Le gouvernement tente en vain, depuis 2011, de faire adopter par le Congrès une loi sur l’activité minière en vertu de laquelle un panel composé d’experts internationaux et de fonctionnaires publics nationaux aurait pour mission de donner son feu vert aux projets miniers, à condition que ceux-ci aient remédié aux déficiences relevées dans l’audit environnemental. Cette proposition de loi, comme
d’autres projets de lois similaires, reste en suspens au Congrès.
« Le fait est qu’ OceanaGold sait très bien qu’il n’y a pas de place ici pour de nouveaux projets miniers, mais ce qu’ils veulent, c’est faire pression. C’est pourquoi leurs poursuites relèvent d’un acte d’extorsion contre notre pays », déclare Pedro Cabezas, de SalvAide.
Equal Times a envoyé plusieurs courriers électroniques aux représentants juridiques d’OceanaGold mais n’avait toujours pas obtenu de réponse au moment de publier cet article.
Collectivités contre industrie minière
Au Salvador, plusieurs collectivités ont décidé d’anticiper l’issue des débats au Congrès et ont souhaité officialiser leur opposition au développement de l’industrie minière. Début mars, la municipalité de Nueva Trinidad, à Chalatenango, est devenue la troisième du pays à adopter une loi locale contre l’industrie minière.
« Il est primordial que les communautés s’organisent car le prix de l’or et de l’argent ne peuvent être comparés à la santé et à un environnement sain. Malheureusement, au milieu de toute cette controverse, la voix des communautés n’est pas prise en compte », ont déclaré à Equal Times Magdalena Mármol et Francisco Quijano,
porte-parole de la Central Autónoma de Trabajadores Salvadoreños
(CATS).
Le litige contre OceanaGold a gagné en importance en partie grâce au soutien d’organisations de la société civile américaines et canadiennes et aux pressions que celles-ci ont exercé sur leurs gouvernements.
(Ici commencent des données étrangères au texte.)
// SPDX-FileCopyrightText: 2026 Alfred Contributors
// SPDX-License-Identifier: MIT OR Apache-2.0

//! Configuration system for the Alfred memory engine.
//!
//! Provides TOML configuration parsing with strict validation (`deny_unknown_fields`),
//! a file hierarchy that honours `$ALFRED_HOME`, environment variable overrides, and
//! Elm-style diagnostic error rendering with typo suggestions.
//!
//! # Usage
//!
//! ```no_run
//! use alfred_config::load_and_validate;
//!
//! let config = load_and_validate().expect("config errors");
//! println!("providers: {:?}", config.embedding.providers);
//! ```

pub mod diagnostic;
pub mod loader;
pub mod model;
pub mod validation;

pub use diagnostic::{render_errors, ConfigError};
pub use loader::{load_config, load_config_from_path, load_config_from_str};
pub use model::AlfredConfig;

/// Load configuration from the file hierarchy and validate it.
///
/// 1. Loads config from TOML files + env vars via Figment
/// 2. On success: runs post-deserialization validation
/// 3. On Figment error: converts to rich miette diagnostics with typo suggestions
pub fn load_and_validate() -> Result<AlfredConfig, Vec<ConfigError>> {
    finish(loader::load_config(), collect_toml_sources)
}

/// Load configuration from a specific TOML string and validate it.
///
/// Useful for testing and explicit configuration.
pub fn load_and_validate_str(toml_content: &str) -> Result<AlfredConfig, Vec<ConfigError>> {
    finish(loader::load_config_from_str(toml_content), || {
        vec![("<inline>".to_string(), toml_content.to_string())]
    })
}

/// Load configuration from an explicit file (plus env overrides) and validate it.
pub fn load_and_validate_path(path: &std::path::Path) -> Result<AlfredConfig, Vec<ConfigError>> {
    finish(loader::load_config_from_path(path), || {
        std::fs::read_to_string(path)
            .map(|content| vec![(path.display().to_string(), content)])
            .unwrap_or_default()
    })
}

fn finish(
    loaded: Result<AlfredConfig, figment::Error>,
    sources: impl FnOnce() -> Vec<(String, String)>,
) -> Result<AlfredConfig, Vec<ConfigError>> {
    match loaded {
        Ok(config) => {
            validation::validate_config(&config)?;
            Ok(config)
        }
        Err(err) => Err(diagnostic::figment_to_config_errors(err, &sources())),
    }
}

/// Collect TOML source file contents for error span resolution.
///
/// Paths are rendered the way figment reports them so spans can be matched.
fn collect_toml_sources() -> Vec<(String, String)> {
    loader::config_file_candidates()
        .into_iter()
        .filter_map(|path| {
            let content = std::fs::read_to_string(&path).ok()?;
            let shown = if path.is_relative() {
                std::env::current_dir()
                    .map(|d| d.join(&path).display().to_string())
                    .unwrap_or_else(|_| path.display().to_string())
            } else {
                path.display().to_string()
            };
            tracing::debug!(path = %shown, "read config source");
            Some((shown, content))
        })
        .collect()
}
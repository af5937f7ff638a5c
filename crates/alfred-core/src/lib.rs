// SPDX-FileCopyrightText: 2026 Alfred Contributors
// SPDX-License-Identifier: MIT OR Apache-2.0

//! Core library for the Alfred memory engine.
//!
//! This crate provides the foundational trait definitions, error types, and
//! common types used throughout the Alfred workspace. Every embedding
//! backend implements the traits defined here.

pub mod error;
pub mod traits;
pub mod types;

// Re-export key items at crate root for ergonomic imports.
pub use error::AlfredError;
pub use types::{AdapterType, HealthStatus, ProviderFailure};

pub use traits::{EmbeddingAdapter, PluginAdapter};

#[cfg(test)]
mod tests {
    use super::*;

    #[test]
    fn alfred_error_has_all_variants() {
        let _config = AlfredError::Config("test".into());
        let _storage = AlfredError::Storage {
            source: Box::new(std::io::Error::other("test")),
        };
        let _unavailable = AlfredError::ProviderUnavailable {
            provider: "ollama".into(),
            reason: "down".into(),
        };
        let _embedding = AlfredError::Embedding {
            provider: "openai".into(),
            message: "429".into(),
        };
        let _all = AlfredError::AllProvidersFailed { failures: vec![] };
        let _dims = AlfredError::DimensionMismatch {
            expected: 384,
            actual: 3,
        };
        let _lexical = AlfredError::LexicalIndexDegraded("fts".into());
        let _input = AlfredError::InvalidInput("empty".into());
        let _timeout = AlfredError::Timeout {
            duration: std::time::Duration::from_secs(30),
        };
        let _internal = AlfredError::Internal("test".into());
    }

    #[test]
    fn adapter_type_round_trips_through_strings() {
        use std::str::FromStr;

        for variant in [AdapterType::Embedding, AdapterType::Storage] {
            let s = variant.to_string();
            let parsed = AdapterType::from_str(&s).expect("should parse back");
            assert_eq!(variant, parsed);
        }
    }

    #[test]
    fn adapter_type_serialization() {
        let json = serde_json::to_string(&AdapterType::Embedding).expect("should serialize");
        let parsed: AdapterType = serde_json::from_str(&json).expect("should deserialize");
        assert_eq!(parsed, AdapterType::Embedding);
    }

    #[test]
    fn health_status_variants() {
        assert!(HealthStatus::Healthy.is_serving());
        assert!(HealthStatus::Degraded("slow".into()).is_serving());
        assert!(!HealthStatus::Unhealthy("down".into()).is_serving());
    }

    #[test]
    fn provider_failure_display() {
        let failure = ProviderFailure::new("onnx", "timed out after 2s");
        assert_eq!(failure.to_string(), "onnx: timed out after 2s");
    }
}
En juin 2014, par exemple, trois organisations de la société civile, le Centre Europe – Tiers monde (CETIM), l’Institute d’for Policy Studies et le Center for International Environmental Law (CIEL) ont déposé une plainte conjointe au Conseil des droits de l’homme des Nations unies, qui pourrait donner lieu à une réaction des États.